It has been predicted that the White population will no longer comprise the majority in the United States in 2060 , indicating that it is imperative to understand the expanding healthcare needs of minority communities. Specifically, subpar levels of oral health alter an individual’s quality of life in terms of speech, mastication, self-esteem, social interactions, educational attainment, career achievement, as well as their emotional state . Additionally, poor oral health is associated with a higher rate of chronic diseases such as diabetes  and heart disease . Nationwide, minority children such as Hispanic and non-Hispanic Black children are more likely to present with carious lesions and lesions of higher severity compared to non-minority children . Nationally, 51 million school hours are missed by children yearly due to dental concerns . A systematic review showed that poor oral health was significantly associated with the increase of poor academic performance and absenteeism . Among the adult population, those living in poverty have higher rates of caries. African Americans and Mexican Americans have more untreated caries than their White counterparts and periodontal disease is more prevalent in African Americans and lower socioeconomic levels [8–9].
As of 2020, Utah’s estimated population is 3.28 million, a significant increase of over 68% from the numbers declared back in 2000 . The 2018 Census in Utah reported 85.7% White, 2.4% Asian, 1.3% Black or African American, 1.1% American Indian/Alaska Native, 0.9% Native Hawaiian/Other Pacific Islander, 5.4% another race, and 3.2% of two or more races, while 14.2% was of Hispanic, Latino, or Spanish origin. Critically, in 2018, over one-in-five individuals in Utah were a minority, with 26.5% of those under the age of one classified as a minority .
Currently, 66% of Utah counties are designated as dental Health Professional Shortage Areas (HPSAs) , with approximately 54% of Utah’s population residing in one of these areas . Of the dental HPSA counties, 84% of them are classified as both low-income and geographic HPSA sub-categories. For primary care HPSA counties in Utah, 50% of the population seeking for services were low-income HPSA, while 50% were geographic HPSA. These findings suggest that socioeconomic factors influence attainment of dental care to a greater extent when compared to primary care in the state of Utah.
Qualifying for Medicaid in Utah does not guarantee oral healthcare access.

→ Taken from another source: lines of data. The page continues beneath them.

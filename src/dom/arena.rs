//! Arena-based DOM for HTML parsing.
//!
//! Nodes are stored in one `Vec` and refer to each other by index. Each node
//! knows its parent, its first and last child, and its two siblings, so html5ever
//! can splice nodes anywhere while the tree is built and every later pass can
//! walk children in source order without extra allocation.

use html5ever::QualName;

/// Index of a node in its [`ArenaDom`].
#[derive(Debug, Clone, Copy, PartialEq, Eq, Hash)]
pub struct ArenaNodeId(pub u32);

impl ArenaNodeId {
    /// Null link.
    pub const NONE: ArenaNodeId = ArenaNodeId(u32::MAX);

    pub fn is_some(&self) -> bool {
        *self != Self::NONE
    }

    pub fn is_none(&self) -> bool {
        *self == Self::NONE
    }
}

/// Node kinds the HTML tree builder can produce.
#[derive(Debug, Clone)]
pub enum ArenaNodeData {
    Document,
    /// Attributes are kept in source order.
    Element {
        name: QualName,
        attrs: Vec<Attribute>,
    },
    Text(String),
    Comment(String),
    Doctype {
        name: String,
        public_id: String,
        system_id: String,
    },
    ProcessingInstruction {
        target: String,
        data: String,
    },
}

/// One `name="value"` pair of an element.
#[derive(Debug, Clone)]
pub struct Attribute {
    pub name: QualName,
    pub value: String,
}

/// Node payload plus its tree links.
#[derive(Debug)]
pub struct ArenaNode {
    pub data: ArenaNodeData,
    pub parent: ArenaNodeId,
    pub first_child: ArenaNodeId,
    pub last_child: ArenaNodeId,
    pub prev_sibling: ArenaNodeId,
    pub next_sibling: ArenaNodeId,
}

impl From<ArenaNodeData> for ArenaNode {
    fn from(data: ArenaNodeData) -> Self {
        Self {
            data,
            parent: ArenaNodeId::NONE,
            first_child: ArenaNodeId::NONE,
            last_child: ArenaNodeId::NONE,
            prev_sibling: ArenaNodeId::NONE,
            next_sibling: ArenaNodeId::NONE,
        }
    }
}

/// Document tree whose nodes live in a single arena.
///
/// Nodes are never freed. A node the tree builder removes is only unlinked,
/// so ids stay valid for the lifetime of the DOM.
pub struct ArenaDom {
    nodes: Vec<ArenaNode>,
}

impl ArenaDom {
    /// A DOM holding only the document node, at index 0.
    pub fn new() -> Self {
        Self {
            nodes: vec![ArenaNode::from(ArenaNodeData::Document)],
        }
    }

    pub fn document(&self) -> ArenaNodeId {
        ArenaNodeId(0)
    }

    pub fn get(&self, id: ArenaNodeId) -> Option<&ArenaNode> {
        self.nodes.get(usize::try_from(id.0).ok()?)
    }

    pub fn get_mut(&mut self, id: ArenaNodeId) -> Option<&mut ArenaNode> {
        self.nodes.get_mut(usize::try_from(id.0).ok()?)
    }

    fn push(&mut self, data: ArenaNodeData) -> ArenaNodeId {
        let id = ArenaNodeId(self.nodes.len() as u32);
        self.nodes.push(ArenaNode::from(data));
        id
    }

    /// Allocate an element that is not yet linked into the tree.
    pub fn create_element(&mut self, name: QualName, attrs: Vec<Attribute>) -> ArenaNodeId {
        self.push(ArenaNodeData::Element { name, attrs })
    }

    pub fn create_text(&mut self, text: String) -> ArenaNodeId {
        self.push(ArenaNodeData::Text(text))
    }

    pub fn create_comment(&mut self, text: String) -> ArenaNodeId {
        self.push(ArenaNodeData::Comment(text))
    }

    pub fn create_doctype(
        &mut self,
        name: String,
        public_id: String,
        system_id: String,
    ) -> ArenaNodeId {
        self.push(ArenaNodeData::Doctype {
            name,
            public_id,
            system_id,
        })
    }

    pub fn create_pi(&mut self, target: String, data: String) -> ArenaNodeId {
        self.push(ArenaNodeData::ProcessingInstruction { target, data })
    }

    /// Link `child` as the new last child of `parent`.
    pub fn append(&mut self, parent: ArenaNodeId, child: ArenaNodeId) {
        let Some(prev) = self.get(parent).map(|p| p.last_child) else {
            return;
        };

        if let Some(node) = self.get_mut(child) {
            node.parent = parent;
            node.prev_sibling = prev;
            node.next_sibling = ArenaNodeId::NONE;
        }
        match self.get_mut(prev) {
            Some(prev_node) => prev_node.next_sibling = child,
            None => {
                if let Some(p) = self.get_mut(parent) {
                    p.first_child = child;
                }
            }
        }
        if let Some(p) = self.get_mut(parent) {
            p.last_child = child;
        }
    }

    /// Link `new_node` directly in front of `sibling`, under the same parent.
    pub fn insert_before(&mut self, sibling: ArenaNodeId, new_node: ArenaNodeId) {
        let Some((parent, prev)) = self.get(sibling).map(|s| (s.parent, s.prev_sibling)) else {
            return;
        };

        if let Some(node) = self.get_mut(new_node) {
            node.parent = parent;
            node.prev_sibling = prev;
            node.next_sibling = sibling;
        }
        if let Some(s) = self.get_mut(sibling) {
            s.prev_sibling = new_node;
        }
        match self.get_mut(prev) {
            Some(prev_node) => prev_node.next_sibling = new_node,
            None => {
                if let Some(p) = self.get_mut(parent) {
                    p.first_child = new_node;
                }
            }
        }
    }

    /// Unlink a node from its parent and siblings. Its subtree stays attached to it.
    pub fn detach(&mut self, id: ArenaNodeId) {
        let Some((parent, prev, next)) = self
            .get(id)
            .map(|n| (n.parent, n.prev_sibling, n.next_sibling))
        else {
            return;
        };

        match self.get_mut(prev) {
            Some(p) => p.next_sibling = next,
            None => {
                if let Some(p) = self.get_mut(parent) {
                    p.first_child = next;
                }
            }
        }
        match self.get_mut(next) {
            Some(n) => n.prev_sibling = prev,
            None => {
                if let Some(p) = self.get_mut(parent) {
                    p.last_child = prev;
                }
            }
        }

        if let Some(node) = self.get_mut(id) {
            node.parent = ArenaNodeId::NONE;
            node.prev_sibling = ArenaNodeId::NONE;
            node.next_sibling = ArenaNodeId::NONE;
        }
    }

    /// Append text under `parent`, extending its last child if that is already text.
    pub fn append_text(&mut self, parent: ArenaNodeId, text: &str) {
        let last = self
            .get(parent)
            .map_or(ArenaNodeId::NONE, |p| p.last_child);
        if !self.extend_text(last, text) {
            let node = self.create_text(text.to_string());
            self.append(parent, node);
        }
    }

    /// Insert text before `sibling`, extending the preceding node if that is text.
    pub fn insert_text_before(&mut self, sibling: ArenaNodeId, text: &str) {
        let prev = self
            .get(sibling)
            .map_or(ArenaNodeId::NONE, |s| s.prev_sibling);
        if !self.extend_text(prev, text) {
            let node = self.create_text(text.to_string());
            self.insert_before(sibling, node);
        }
    }

    fn extend_text(&mut self, id: ArenaNodeId, text: &str) -> bool {
        match self.get_mut(id).map(|n| &mut n.data) {
            Some(ArenaNodeData::Text(existing)) => {
                existing.push_str(text);
                true
            }
            _ => false,
        }
    }

    /// Children of `parent`, left to right.
    pub fn children(&self, parent: ArenaNodeId) -> ChildrenIter<'_> {
        ChildrenIter {
            dom: self,
            next: self.get(parent).map_or(ArenaNodeId::NONE, |p| p.first_child),
        }
    }

    /// `root` and its whole subtree, depth-first pre-order.
    pub fn descendants(&self, root: ArenaNodeId) -> Descendants<'_> {
        Descendants {
            dom: self,
            stack: vec![root],
        }
    }

    /// Value of the first attribute called `attr_name`, if this is an element.
    pub fn get_attr(&self, id: ArenaNodeId, attr_name: &str) -> Option<&str> {
        match &self.get(id)?.data {
            ArenaNodeData::Element { attrs, .. } => attrs
                .iter()
                .find(|a| a.name.local.as_ref() == attr_name)
                .map(|a| a.value.as_str()),
            _ => None,
        }
    }

    /// Overwrite the value of the first attribute called `attr_name`.
    ///
    /// Returns `false` when there is no such attribute. Attribute order and
    /// every other attribute are left alone.
    pub fn set_attr(&mut self, id: ArenaNodeId, attr_name: &str, value: String) -> bool {
        let Some(ArenaNodeData::Element { attrs, .. }) = self.get_mut(id).map(|n| &mut n.data)
        else {
            return false;
        };
        let Some(attr) = attrs.iter_mut().find(|a| a.name.local.as_ref() == attr_name) else {
            return false;
        };
        attr.value = value;
        true
    }

    pub fn is_element(&self, id: ArenaNodeId) -> bool {
        self.get(id)
            .is_some_and(|n| matches!(n.data, ArenaNodeData::Element { .. }))
    }
}

impl Default for ArenaDom {
    fn default() -> Self {
        Self::new()
    }
}

/// Iterator over the children of one node.
pub struct ChildrenIter<'a> {
    dom: &'a ArenaDom,
    next: ArenaNodeId,
}

impl Iterator for ChildrenIter<'_> {
    type Item = ArenaNodeId;

    fn next(&mut self) -> Option<Self::Item> {
        let id = self.next;
        self.next = self.dom.get(id)?.next_sibling;
        Some(id)
    }
}

/// Pre-order subtree iterator driven by an explicit stack.
pub struct Descendants<'a> {
    dom: &'a ArenaDom,
    stack: Vec<ArenaNodeId>,
}

impl Iterator for Descendants<'_> {
    type Item = ArenaNodeId;

    fn next(&mut self) -> Option<Self::Item> {
        let id = self.stack.pop()?;
        // Last child goes on the stack first so the leftmost pops next
        let mut child = self.dom.get(id).map_or(ArenaNodeId::NONE, |n| n.last_child);
        while let Some(node) = self.dom.get(child) {
            self.stack.push(child);
            child = node.prev_sibling;
        }
        Some(id)
    }
}

#[cfg(test)]
impl ArenaDom {
    pub fn node_count(&self) -> usize {
        self.nodes.len()
    }

    pub fn find_by_tag(&self, tag: &str) -> Option<ArenaNodeId> {
        self.descendants(self.document()).find(|&id| {
            matches!(&self.get(id).map(|n| &n.data),
                Some(ArenaNodeData::Element { name, .. }) if name.local.as_ref() == tag)
        })
    }

    pub fn text_content(&self, id: ArenaNodeId) -> Option<&str> {
        match &self.get(id)?.data {
            ArenaNodeData::Text(s) => Some(s),
            _ => None,
        }
    }

    pub fn attr_names(&self, id: ArenaNodeId) -> Vec<&str> {
        match self.get(id).map(|n| &n.data) {
            Some(ArenaNodeData::Element { attrs, .. }) => {
                attrs.iter().map(|a| a.name.local.as_ref()).collect()
            }
            _ => Vec::new(),
        }
    }
}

Dental care beyond emergency coverage is a service available only for Medicaid members who are pregnant, disabled, blind or children qualifying for Early Periodic Screening, Diagnostic and Treatment . Medicaid members who are not eligible for dental coverage may receive Medicaid services by providing payment at the time of service at a rate equivalent to the rate Medicaid would pay for a qualifying member. Additionally, while the Patient Protection and Affordable Care Act provided a large expansion of health coverage in Utah, it failed to identify oral health as one of the 10 essential health benefits for all age groups, with the exception of dental pediatric services . Utah’s development of a health insurance exchange marketplace did not improve access to dental insurance. With limited Medicaid coverage for oral health services available for adults in place and no plan for Medicaid expansion, oral health access remains a serious concern in Utah.
Nationwide, emergency department (ED) visits for dental conditions are increasing at more than triple the rate of all other medical conditions combined . In Utah, between 2007 and 2017, there were approximately 56,000 admissions to the ED for dental emergencies, costing the state over 50 million dollars . Among the ethnic groups analyzed, Black/African American individuals had the highest rate of visits to the ED, followed by American Indian and Hispanic individuals. Nationwide, approximately 320.8 million work hours are missed annually by employed individuals due to dental visits or problems .
In Utah, there are many specific populations that have ill-defined access to oral healthcare. To our knowledge, there were no reports on the oral health status or needs of the following populations: refugees, individuals with mental and physical disabilities, older adults, Latinos/Hispanics, Native Americans, ex-Fundamentalist LDS, homeless individuals, LGTBQ individuals, patients with cancer, and patients with a substance use disorder.
This study analyzed the oral health needs of individuals in HPSA regions in Utah through the use of a retrospective analysis of survey data collected as part of the standard of care from outreach activities of the University of Utah School of Dentistry. Ultimately, the aims were to better understand and report on the oral health status of Utah's population, particularly those from underserved minority communities, which will allow for the future development of focused strategies in meeting their oral healthcare needs, including targeted seeking of funds for treatment from Federal and State authorities.